Un pays qui a peur du prochain séisme

  • Il faut noter au passage que depuis la réforme de 2017, le président turc est à la fois chef de l’État et chef de gouvernement, les fonctions de Premier ministre ayant été supprimées.
  • Face à lui, l’opposition s’est ralliée sous la bannière d’une hétéroclite Alliance de la nation, derrière la figure- ancrée à gauche et très populaire à Istanbul – de Kemal Kılıçdaroğlu. Objectif assumé de cette alliance : faire tomber Erdogan.
  • Or la série de séismes qui a frappé le sud-est du pays pourrait bien saper les fondations qu’Erdogan a patiemment bâties ces dernières années. Car dans un pays autant traversé de failles sismiques que la Turquie, personne n’imagine un seul instant que ce drame soit le dernier – ça n’est d’ailleurs pas le premier non plus.
  • Et c’est là le douloureux sujet sur lequel n’hésite pas à appuyer le maire d’Istanbul et figure de l’opposition Ekrem İmamoğlu. « Malheureusement, le 6 février 2023 n’a été que le début » a-t-il lâché lors d’un meeting rapporte Politico, rappelant au passage que la métropole sur le Bosphore et ses 16 millions d’habitants sont vulnérables.

Suspicion de corruption

Les petites affaires du président : dans le drame qui a frappé la Turquie, ce qui a frappé, c’est le nombre de bâtiments qui se sont effondrés immédiatement… Comme lors du séisme de 1999, qui avait fait 17.000 morts. Et comme à l’époque, on pointe du doigt des promoteurs immobiliers qui ont gardé la mauvaise habitude de construire avec les matériaux les moins chers, en dépit des normes antisismiques. Selon Libération, certains auraient d’ailleurs immédiatement quitté le pays au début du mois, de peur des poursuites.
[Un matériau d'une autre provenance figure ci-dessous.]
//! SSE transport for backends whose URL ends in `/sse`.
//!
//! One [`SseClient`] per backend holds one long-lived reader task. The
//! stream is parsed line by line (`event:` / `data:`); the first `endpoint`
//! frame carries the POST URL and session id. Requests register their id in
//! a pending map before the POST and are resolved by the `data:` frame that
//! echoes the same id — the backend may interleave responses for distinct
//! ids in any order. Notifications carry no id and never resolve an awaiter.
//!
//! On stream end or transport error the reader fails all pending awaiters,
//! clears the session, and reconnects after a fixed delay, up to a bounded
//! number of attempts.

use std::collections::HashMap;
use std::sync::Arc;
use std::time::{Duration, Instant};

use parking_lot::Mutex;
use serde_json::Value;
use tokio::sync::oneshot;

use tg_domain::config::BackendsConfig;

use crate::manager::McpClientError;
use crate::protocol::{envelope_id, JsonRpcNotification, JsonRpcRequest};

/// Hard cap on the frame reassembly buffer. A single tool result larger
/// than this is a transport error and forces a reconnect.
const SSE_MAX_BUFFER: usize = 2 * 1024 * 1024;

/// Cap on concurrently awaited requests per backend; beyond this, sends are
/// rejected with a backpressure error.
const MAX_PENDING: usize = 256;

/// How long `connect` waits for the endpoint frame (50 × 100 ms).
const CONNECT_POLLS: u32 = 50;
const CONNECT_POLL_INTERVAL: Duration = Duration::from_millis(100);

const INIT_TIMEOUT: Duration = Duration::from_secs(10);

// ━━━━━━━━━━━━━━━━━━━━━━━━━━━━━━━━━━━━━━━━━━━━━━━━━━━━━━━━━━━━━━━━━━
// SseClient
// ━━━━━━━━━━━━━━━━━━━━━━━━━━━━━━━━━━━━━━━━━━━━━━━━━━━━━━━━━━━━━━━━━━

/// One SSE connection to one backend server.
#[derive(Clone)]
pub struct SseClient {
    inner: Arc<SseInner>,
}

struct SseInner {
    server_url: String,
    http: reqwest::Client,
    reconnect_delay: Duration,
    max_reconnect_attempts: u32,
    state: Mutex<SseState>,
    reader: Mutex<Option<tokio::task::JoinHandle<()>>>,
}

struct SseState {
    session_id: Option<String>,
    endpoint_url: Option<String>,
    connected: bool,
    initialized: bool,
    should_reconnect: bool,
    reconnect_attempts: u32,
    pending: HashMap<String, oneshot::Sender<Value>>,
    last_activity: Instant,
}

impl SseClient {
    pub fn new(server_url: &str, http: reqwest::Client, cfg: &BackendsConfig) -> Self {
        Self {
            inner: Arc::new(SseInner {
                server_url: server_url.to_string(),
                http,
                reconnect_delay: Duration::from_secs(cfg.sse_reconnect_delay_secs),
                max_reconnect_attempts: cfg.sse_max_reconnect_attempts,
                state: Mutex::new(SseState {
                    session_id: None,
                    endpoint_url: None,
                    connected: false,
                    initialized: false,
                    should_reconnect: true,
                    reconnect_attempts: 0,
                    pending: HashMap::new(),
                    last_activity: Instant::now(),
                }),
                reader: Mutex::new(None),
            }),
        }
    }

    pub fn server_url(&self) -> &str {
        &self.inner.server_url
    }

    pub fn is_connected(&self) -> bool {
        self.inner.state.lock().connected
    }

    pub fn is_initialized(&self) -> bool {
        let st = self.inner.state.lock();
        st.connected && st.initialized
    }

    /// Mark the MCP handshake complete. Only called after a successful
    /// `initialize` + `notifications/initialized` exchange, so a cancelled
    /// initialization can never leave this set.
    pub fn set_initialized(&self) {
        self.inner.state.lock().initialized = true;
    }

    pub fn session_id(&self) -> Option<String> {
        self.inner.state.lock().session_id.clone()
    }

    /// Open the stream and wait for the endpoint frame.
    pub async fn connect(&self) -> Result<(), McpClientError> {
        {
            let mut st = self.inner.state.lock();
            st.should_reconnect = true;
            st.reconnect_attempts = 0;
        }

        let inner = self.inner.clone();
        let handle = tokio::spawn(async move {
            reader_loop(inner).await;
        });
        // A previous reader (if any) is replaced; it was already stopped by
        // `close` or gave up after max reconnect attempts.
        if let Some(old) = self.inner.reader.lock().replace(handle) {
            old.abort();
        }

        for _ in 0..CONNECT_POLLS {
            if self.is_connected() {
                tracing::info!(
                    url = %self.inner.server_url,
                    session_id = ?self.session_id(),
                    "SSE backend connected"
                );
                return Ok(());
            }
            tokio::time::sleep(CONNECT_POLL_INTERVAL).await;
        }

        tracing::warn!(url = %self.inner.server_url, "timed out waiting for SSE endpoint frame");
        self.close();
        Err(McpClientError::ConnectFailed(self.inner.server_url.clone()))
    }

    /// Send a request and await the SSE frame that echoes its id.
    pub async fn send_request(
        &self,
        method: &str,
        params: Option<Value>,
        timeout: Duration,
    ) -> Result<Value, McpClientError> {
        let (endpoint, id, rx) = {
            let mut st = self.inner.state.lock();
            if !st.connected {
                return Err(McpClientError::NotConnected(self.inner.server_url.clone()));
            }
            let endpoint = st
                .endpoint_url
                .clone()
                .ok_or_else(|| McpClientError::NotConnected(self.inner.server_url.clone()))?;
            if st.pending.len() >= MAX_PENDING {
                return Err(McpClientError::Backpressure(self.inner.server_url.clone()));
            }
            let id = uuid::Uuid::new_v4().to_string();
            let (tx, rx) = oneshot::channel();
            st.pending.insert(id.clone(), tx);
            (endpoint, id, rx)
        };

        tracing::debug!(
            url = %self.inner.server_url,
            request_id = %id,
            method,
            "sending SSE request"
        );

        let req = JsonRpcRequest::new(id.clone(), method, params);
        let post = self.inner.http.post(&endpoint).json(&req).send().await;
        match post {
            Ok(resp) if resp.status().as_u16() == 200 || resp.status().as_u16() == 202 => {}
            Ok(resp) => {
                self.remove_pending(&id);
                let status = resp.status().as_u16();
                let body = resp.text().await.unwrap_or_default();
                return Err(McpClientError::Status { status, body });
            }
            Err(e) => {
                self.remove_pending(&id);
                return Err(McpClientError::from_reqwest(&self.inner.server_url, e));
            }
        }

        match tokio::time::timeout(timeout, rx).await {
            Ok(Ok(value)) => Ok(value),
            // Sender dropped: the reader reset the transport underneath us.
            Ok(Err(_)) => Err(McpClientError::TransportReset),
            Err(_) => {
                self.remove_pending(&id);
                tracing::warn!(
                    url = %self.inner.server_url,
                    request_id = %id,
                    timeout_secs = timeout.as_secs(),
                    "timed out waiting for SSE response"
                );
                Err(McpClientError::Timeout(self.inner.server_url.clone()))
            }
        }
    }

    /// Send a notification. No id, nothing awaited.
    pub async fn send_notification(&self, method: &str) -> Result<(), McpClientError> {
        let endpoint = {
            let st = self.inner.state.lock();
            if !st.connected {
                return Err(McpClientError::NotConnected(self.inner.server_url.clone()));
            }
            st.endpoint_url
                .clone()
                .ok_or_else(|| McpClientError::NotConnected(self.inner.server_url.clone()))?
        };

        let notif = JsonRpcNotification::new(method);
        let resp = self
            .inner
            .http
            .post(&endpoint)
            .json(&notif)
            .send()
            .await
            .map_err(|e| McpClientError::from_reqwest(&self.inner.server_url, e))?;
        let status = resp.status().as_u16();
        if status != 200 && status != 202 {
            tracing::warn!(
                url = %self.inner.server_url,
                status,
                method,
                "SSE notification rejected"
            );
        }
        Ok(())
    }

    /// Run the MCP handshake over this connection.
    pub async fn initialize(&self) -> Result<(), McpClientError> {
        let params = serde_json::to_value(crate::protocol::initialize_params())?;
        let response = self
            .send_request("initialize", Some(params), INIT_TIMEOUT)
            .await?;
        crate::manager::unwrap_rpc(response)?;
        self.send_notification("notifications/initialized").await?;
        self.set_initialized();
        tracing::info!(url = %self.inner.server_url, "SSE backend initialized");
        Ok(())
    }

    /// Stop the reader, cancel reconnection, and fail every pending awaiter.
    pub fn close(&self) {
        {
            let mut st = self.inner.state.lock();
            st.should_reconnect = false;
            st.connected = false;
            st.initialized = false;
            st.session_id = None;
            st.endpoint_url = None;
            st.pending.clear();
        }
        if let Some(handle) = self.inner.reader.lock().take() {
            handle.abort();
        }
        tracing::debug!(url = %self.inner.server_url, "SSE client closed");
    }

    fn remove_pending(&self, id: &str) {
        self.inner.state.lock().pending.remove(id);
    }

    #[cfg(test)]
    fn pending_len(&self) -> usize {
        self.inner.state.lock().pending.len()
    }
}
  • De là à accuser les constructeurs turcs de rogner sur la qualité des constructions pour économiser de l’argent et des matériaux, dans des régions où les séismes ne sont pas une possibilité, mais une certitude, il n’y a qu’un pas, et des enquêtes devront être menées.
  • Mais si fraude il y a eu, difficile de ne pas regarder du côté des pouvoirs publics, et de se demander s’il n’y a pas eu corruption. Or, l’AKP du président Erdogan est partout, dans le paysage municipal turc : depuis 2014, le président centralise tous les pouvoirs autour de son parti et de ses fidèles.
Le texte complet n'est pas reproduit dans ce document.